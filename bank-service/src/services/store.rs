//! Storage seam for bank records.

use async_trait::async_trait;
use mongodb::bson::oid::ObjectId;
use std::time::Duration;
use thiserror::Error;

use crate::models::BankDetails;

#[derive(Debug, Error)]
pub enum StoreError {
    #[error("store operation failed: {0}")]
    Database(#[from] mongodb::error::Error),

    #[error("failed to decode stored record: {0}")]
    Decode(#[source] mongodb::error::Error),

    #[error("store operation timed out after {0:?}")]
    Timeout(Duration),

    #[error("store returned a non-ObjectId identifier: {0}")]
    InvalidInsertedId(String),
}

/// Document store holding bank records.
///
/// Implementations are shared across requests behind an `Arc` and must be
/// safe for concurrent use. Every method is a single round-trip; nothing is
/// cached between calls.
#[async_trait]
pub trait BankStore: Send + Sync {
    /// Insert a new record and return the identifier the store assigned.
    /// Any `id` already set on `record` is ignored.
    async fn insert(&self, record: &BankDetails) -> Result<ObjectId, StoreError>;

    /// Every record, in store order. Empty when the collection is empty.
    async fn find_all(&self) -> Result<Vec<BankDetails>, StoreError>;

    /// `Ok(None)` means the identifier matched nothing.
    async fn find_by_id(&self, id: ObjectId) -> Result<Option<BankDetails>, StoreError>;

    /// Overwrite every non-id field of the matching record.
    /// Returns `false` when no record matched.
    async fn replace_by_id(&self, id: ObjectId, record: &BankDetails) -> Result<bool, StoreError>;

    /// Returns `false` when no record matched.
    async fn delete_by_id(&self, id: ObjectId) -> Result<bool, StoreError>;

    async fn health_check(&self) -> Result<(), StoreError>;
}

▶ [PROBLEM]: Report the number of lines above holding "BankDetails", and only that.

▶ [SOLVED EXERCISE]: 5